Couches, sous chapiteau, 3 juillet 2024, 21h30

L’orchestre entre vaillamment dans le vif du sujet avec les Fables of Faubus de Charles Mingus : énergie, précision, pulsation impérieuse, tout y est. De beaux échanges de baryton entre l’invité et le titulaire de l’orchestre, avec à un moment une sorte de break ‘à l’orientale’ : musique intensément vivante, assurément. Puis c’est le Grand Wazoo de Franck Zappa, avec une sorte de chase entre l’alto de Fabien Estor et le ténor de Stéphane Teyssier : on est dans le très vif du sujet. D’autres beaux échanges entre les solistes de l’orchestre et l’invité sur un thème de Bob Mintzer. Retour à Mingus avec Nostalgia in Time Square, puis un thème du vibraphoniste Terry Gibbs (là le chef d’orchestre va se mettre au vibraphone pour un solo).

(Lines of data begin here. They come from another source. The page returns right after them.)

//! Situations library exports for the binary and integration tests

use clap::ValueEnum;

pub mod console;
pub mod core;
pub mod render;
pub mod tui;

#[cfg(test)]
pub mod test_support;

/// Which front end drives the session.
#[derive(Clone, Copy, Debug, Default, PartialEq, Eq, ValueEnum)]
pub enum Frontend {
    /// Full-screen terminal interface
    #[default]
    Tui,
    /// Line-by-line prompts on stdin/stdout
    Console,
}
//! # TUI Adapter
//!
//! The ratatui-specific layer. Handles terminal I/O, renders the UI,
//! and translates keyboard events into core::Action values.
//!
//! This is the only module that knows about ratatui and crossterm.
//!
//! ## Input Model
//!
//! Key meaning depends on the active mode:
//!
//! - **Category / shuffle modes**: single keys are commands (`c` choose,
//!   Space next, `r` reveal, `h` hide, arrows and `-`/`+` step).
//! - **Number / keyword modes**: typed characters edit the query box and the
//!   search reruns on every edit, so commands there use Ctrl chords.
//!
//! The category picker overlay, when open, swallows every key except Ctrl+C.
//!
//! ## Redraw Strategy
//!
//! Nothing animates. The loop sleeps up to 500ms in `poll` and only redraws
//! after an event (key, paste, resize).

mod component;
mod components;
mod event;
mod ui;

use log::{debug, info};
use std::io::stdout;
use std::time::Duration;

use crossterm::cursor::{SetCursorStyle, Show};
use crossterm::event::{
    DisableBracketedPaste, EnableBracketedPaste, KeyboardEnhancementFlags,
    PopKeyboardEnhancementFlags, PushKeyboardEnhancementFlags,
};
use crossterm::execute;

use crate::core::action::{Action, Effect, update};
use crate::core::selection::Mode;
use crate::core::state::App;
use crate::tui::component::EventHandler;
use crate::tui::components::{CategoryPickerEvent, CategoryPickerState, QueryEvent, QueryInput};
use crate::tui::event::{TuiEvent, poll_event_immediate, poll_event_timeout};

/// TUI-specific presentation state (not part of core business logic)
pub struct TuiState {
    pub query_input: QueryInput,
    // Category picker overlay (None = hidden)
    pub category_picker: Option<CategoryPickerState>,
}

impl Default for TuiState {
    fn default() -> Self {
        Self::new()
    }
}

impl TuiState {
    pub fn new() -> Self {
        Self {
            query_input: QueryInput::new(),
            category_picker: None,
        }
    }

    fn open_category_picker(&mut self, app: &App) {
        self.category_picker = Some(CategoryPickerState::new(
            app.dataset.categories().to_vec(),
            app.selection.category(),
        ));
    }
}

struct TerminalModeGuard;

impl TerminalModeGuard {
    fn new() -> std::io::Result<Self> {
        // Release events are filtered in event.rs; terminals without the
        // protocol ignore the flags
        execute!(
            stdout(),
            EnableBracketedPaste,
            SetCursorStyle::SteadyBlock,
            PushKeyboardEnhancementFlags(KeyboardEnhancementFlags::DISAMBIGUATE_ESCAPE_CODES)
        )?;
        info!("Terminal modes enabled (bracketed paste, steady block cursor, keyboard enhancement)");
        Ok(Self)
    }
}

impl Drop for TerminalModeGuard {
    fn drop(&mut self) {
        let _ = execute!(
            stdout(),
            PopKeyboardEnhancementFlags,
            DisableBracketedPaste,
            SetCursorStyle::DefaultUserShape,
            Show
        );
    }
}

pub fn run(mut app: App) -> std::io::Result<()> {
    let mut tui = TuiState::new();

    let mut terminal = ratatui::init();
    let _terminal_mode_guard = TerminalModeGuard::new();

    let mut needs_redraw = true; // Force first frame

    loop {
        if needs_redraw {
            terminal.draw(|f| ui::draw_ui(f, &app, &mut tui))?;
            needs_redraw = false;
        }

        let first_event = poll_event_timeout(Duration::from_millis(500));
        if first_event.is_some() {
            needs_redraw = true;
        }

        // Drain everything pending before the next draw
        let mut should_quit = false;
        for event in first_event
            .into_iter()
            .chain(std::iter::from_fn(poll_event_immediate))
        {
            if handle_event(&mut app, &mut tui, event) == Effect::Quit {
                should_quit = true;
                break;
            }
        }

        if should_quit {
            break;
        }
    }

    info!("TUI exiting");
    ratatui::restore();
    Ok(())
}

/// Apply one event to the session. Returns `Effect::Quit` when the loop should end.
fn handle_event(app: &mut App, tui: &mut TuiState, event: TuiEvent) -> Effect {
    match event {
        TuiEvent::Resize => return Effect::None,
        TuiEvent::ForceQuit => return update(app, Action::Quit),
        _ => {}
    }

    // When the picker is open, route all events to it
    if let Some(picker) = tui.category_picker.as_mut() {
        match picker.handle_event(&event) {
            Some(CategoryPickerEvent::Select(category)) => {
                tui.category_picker = None;
                return update(app, Action::SelectCategory(Some(category)));
            }
            Some(CategoryPickerEvent::Dismiss) => tui.category_picker = None,
            None => {}
        }
        return Effect::None;
    }

    let mode = app.selection.active_mode();
    match event {
        TuiEvent::Escape => update(app, Action::Quit),
        TuiEvent::NextMode => switch_mode(app, tui, mode.next()),
        TuiEvent::PreviousMode => switch_mode(app, tui, mode.previous()),
        TuiEvent::Reveal => update(app, Action::Reveal),
        TuiEvent::ToggleHide => update(app, Action::ToggleHideResolution),
        TuiEvent::CycleFieldScope if mode == Mode::KeywordSearch => {
            let scope = app.field_scope.next();
            update(app, Action::SetFieldScope(scope))
        }
        TuiEvent::CycleCategoryScope if mode == Mode::KeywordSearch => {
            let scope = app.category_scope.next(app.dataset.categories());
            update(app, Action::SetCategoryScope(scope))
        }
        event if mode.uses_text_query() => handle_query_event(app, tui, event),
        event => handle_command_key(app, tui, event),
    }
}

fn switch_mode(app: &mut App, tui: &mut TuiState, mode: Mode) -> Effect {
    debug!("Switching mode to {:?}", mode);
    tui.query_input.clear();
    update(app, Action::SetMode(mode))
}

/// Number and keyword modes: editing keys go to the query box.
fn handle_query_event(app: &mut App, tui: &mut TuiState, event: TuiEvent) -> Effect {
    let keyword = app.selection.active_mode() == Mode::KeywordSearch;
    match event {
        TuiEvent::CursorUp if keyword => update(app, Action::Previous),
        TuiEvent::CursorDown | TuiEvent::Submit if keyword => update(app, Action::Next),
        event => match tui.query_input.handle_event(&event) {
            Some(QueryEvent::Changed(query)) => update(app, Action::SetQuery(query)),
            None => Effect::None,
        },
    }
}

/// Category, sequential and shuffle modes: single keys are commands.
fn handle_command_key(app: &mut App, tui: &mut TuiState, event: TuiEvent) -> Effect {
    let mode = app.selection.active_mode();
    match event {
        TuiEvent::InputChar('c') if mode.uses_category() => {
            tui.open_category_picker(app);
            Effect::None
        }
        TuiEvent::InputChar(' ') | TuiEvent::Submit => update(app, Action::Next),
        TuiEvent::InputChar('+') | TuiEvent::CursorRight if mode == Mode::Sequential => {
            update(app, Action::Next)
        }
        TuiEvent::InputChar('-') | TuiEvent::CursorLeft if mode == Mode::Sequential => {
            update(app, Action::Previous)
        }
        TuiEvent::InputChar('r') => update(app, Action::Reveal),
        TuiEvent::InputChar('h') => update(app, Action::ToggleHideResolution),
        _ => Effect::None,
    }
}
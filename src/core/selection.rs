//! # Selection State
//!
//! Which entry is "current", and the rules that keep it honest as the user
//! switches mode, changes filter, steps through a category or searches.
//!
//! ```text
//! Selection
//! ├── active_mode: Mode             // which study mode is open
//! ├── active_filter: Option<Filter> // category, keyword or number string
//! ├── current_entry: Option<usize>  // dataset row index, None = nothing shown
//! ├── resolution_revealed: bool     // reset whenever current_entry changes
//! └── sequential_position: usize    // 1-based, Sequential mode only
//! ```
//!
//! Every operation is total. "Not found" and "empty pool" both end up as
//! `current_entry == None`; the caller decides what message to show.

use rand::Rng;
use rand::seq::SliceRandom;

use crate::core::dataset::Dataset;

#[derive(Debug, Clone, Copy, Default, PartialEq, Eq)]
pub enum Mode {
    #[default]
    ByCategoryRandom,
    Sequential,
    KeywordSearch,
    ByNumber,
    TotalRandom,
}

impl Mode {
    pub const ALL: [Mode; 5] = [
        Mode::ByCategoryRandom,
        Mode::Sequential,
        Mode::KeywordSearch,
        Mode::ByNumber,
        Mode::TotalRandom,
    ];

    pub fn label(&self) -> &'static str {
        match self {
            Mode::ByCategoryRandom => "Review by Category",
            Mode::Sequential => "Sequential Review",
            Mode::KeywordSearch => "Keyword Search",
            Mode::ByNumber => "Search by Number",
            Mode::TotalRandom => "Total Random Shuffle",
        }
    }

    pub fn index(&self) -> usize {
        Mode::ALL.iter().position(|m| m == self).unwrap_or(0)
    }

    pub fn next(&self) -> Self {
        Mode::ALL[(self.index() + 1) % Mode::ALL.len()]
    }

    pub fn previous(&self) -> Self {
        Mode::ALL[(self.index() + Mode::ALL.len() - 1) % Mode::ALL.len()]
    }

    /// Modes whose filter is a category.
    pub fn uses_category(&self) -> bool {
        matches!(self, Mode::ByCategoryRandom | Mode::Sequential)
    }

    /// Modes whose filter is typed text.
    pub fn uses_text_query(&self) -> bool {
        matches!(self, Mode::KeywordSearch | Mode::ByNumber)
    }
}

#[derive(Debug, Clone, PartialEq, Eq)]
pub enum Filter {
    Category(String),
    Keyword(String),
    Number(String),
}

#[derive(Debug, Clone, PartialEq, Eq)]
pub struct Selection {
    active_mode: Mode,
    active_filter: Option<Filter>,
    current_entry: Option<usize>,
    resolution_revealed: bool,
    sequential_position: usize,
}

impl Default for Selection {
    fn default() -> Self {
        Self::new()
    }
}

impl Selection {
    pub fn new() -> Self {
        Self {
            active_mode: Mode::default(),
            active_filter: None,
            current_entry: None,
            resolution_revealed: false,
            sequential_position: 1,
        }
    }

    pub fn active_mode(&self) -> Mode {
        self.active_mode
    }

    pub fn active_filter(&self) -> Option<&Filter> {
        self.active_filter.as_ref()
    }

    pub fn current_entry(&self) -> Option<usize> {
        self.current_entry
    }

    pub fn resolution_revealed(&self) -> bool {
        self.resolution_revealed
    }

    pub fn sequential_position(&self) -> usize {
        self.sequential_position
    }

    /// The category filter, if one is active.
    pub fn category(&self) -> Option<&str> {
        match &self.active_filter {
            Some(Filter::Category(c)) => Some(c),
            _ => None,
        }
    }

    /// Switch mode. A selection made under one mode is never valid under another.
    ///
    /// Re-entering the active mode starts it afresh as well.
    pub fn set_mode(&mut self, mode: Mode) {
        self.active_mode = mode;
        self.active_filter = None;
        self.sequential_position = 1;
        self.clear();
    }

    /// Replace the active filter, dropping the current entry if it no longer fits.
    ///
    /// Category and number filters keep a current entry that still matches.
    /// A keyword change always drops it: the match set is recomputed. Clearing
    /// the filter clears the selection. In Sequential mode a new category
    /// restarts at position 1.
    pub fn set_filter(&mut self, filter: Option<Filter>, dataset: &Dataset) {
        if filter == self.active_filter {
            return;
        }

        let still_valid = match (&filter, self.current_entry.and_then(|i| dataset.get(i))) {
            (_, None) | (None, _) => false,
            (Some(Filter::Category(c)), Some(entry)) => entry.category == *c,
            (Some(Filter::Number(n)), Some(entry)) => entry.number.as_str() == n.trim(),
            (Some(Filter::Keyword(_)), Some(_)) => false,
        };

        if matches!(filter, Some(Filter::Category(_))) && self.active_mode == Mode::Sequential {
            self.sequential_position = 1;
        }

        self.active_filter = filter;
        if !still_valid {
            self.clear();
        }
    }

    /// Pick one entry of `pool` uniformly at random.
    ///
    /// An empty pool leaves nothing selected. The reveal flag is cleared even
    /// when the draw lands on the entry already shown.
    pub fn advance_random<R: Rng + ?Sized>(&mut self, pool: &[usize], rng: &mut R) -> Option<usize> {
        match pool.choose(rng) {
            Some(&index) => {
                self.current_entry = Some(index);
                self.resolution_revealed = false;
                Some(index)
            }
            None => {
                self.clear();
                None
            }
        }
    }

    /// Show the entry at a 1-based `requested_position` in a number-sorted pool.
    ///
    /// Positions past the end wrap to 1 and positions below 1 wrap to the
    /// end, so a +/- control cycles. The reveal flag is only cleared when
    /// the resolved entry differs from the one already shown.
    pub fn advance_sequential(&mut self, pool_sorted_by_number: &[usize], requested_position: i64) -> Option<usize> {
        let count = pool_sorted_by_number.len();
        if count == 0 {
            self.sequential_position = 1;
            self.clear();
            return None;
        }

        let resolved = resolve_position(requested_position, count);
        self.sequential_position = resolved;
        let index = pool_sorted_by_number[resolved - 1];
        self.show(Some(index));
        Some(index)
    }

    /// Show `entry` (or nothing). Clears the reveal flag if the entry changes.
    pub fn show(&mut self, entry: Option<usize>) {
        if entry != self.current_entry {
            self.current_entry = entry;
            self.resolution_revealed = false;
        }
    }

    /// Reveal the resolution of the current entry. No effect with nothing selected.
    pub fn reveal_resolution(&mut self) {
        if self.current_entry.is_some() {
            self.resolution_revealed = true;
        }
    }

    fn clear(&mut self) {
        self.current_entry = None;
        self.resolution_revealed = false;
    }
}

/// Map a requested 1-based position onto `1..=count` with wrap-around.
/// `count` must be non-zero.
fn resolve_position(requested: i64, count: usize) -> usize {
    let count_i = i64::try_from(count).unwrap_or(i64::MAX);
    let wrapped = if requested > count_i {
        1
    } else if requested < 1 {
        count_i
    } else {
        requested
    };
    usize::try_from(wrapped.clamp(1, count_i)).unwrap_or(1)
}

On accueille en invité le trompettiste Joël Chausse, qui s’était joint au groupe ‘Les Sourdines à l’huile’ pour l’aubade processionnelle qui conduit le public du bar au concert. Ce sera pour The Mooche, d’Ellington. Forte expressivité de jungle style prolongé. Les amateurs de l’orchestre n’ont pas l’endurance des pros, la pression tend à baisser, mais elle revient quand toutes les sections jouent debout.

Public conquis, rappel chaleureux, avec de nouvelles invitations : Alexandra Lehmler au baryton et Aymeric Descharrières, le leader des ‘Sourdines à l’huile’, au soprano. De beaux échanges, et des solos de quatre mesures qui parcourent tout l’orchestre, section après section. Enthousiasme du public, ovation verticale de rigueur, et présentation de l’orchestre, avec remerciements spéciaux au contrebassiste Benoît Keller, un pro venu au pied levé remplacer le titulaire. Très belle soirée : le chroniqueur, en vieil amateur de jazz, s’est une fois de plus réjoui à l’écoute de cette belle phalange d’amateurs chaudement encouragée, et entraînée, par des pros qui ont le sens du partage.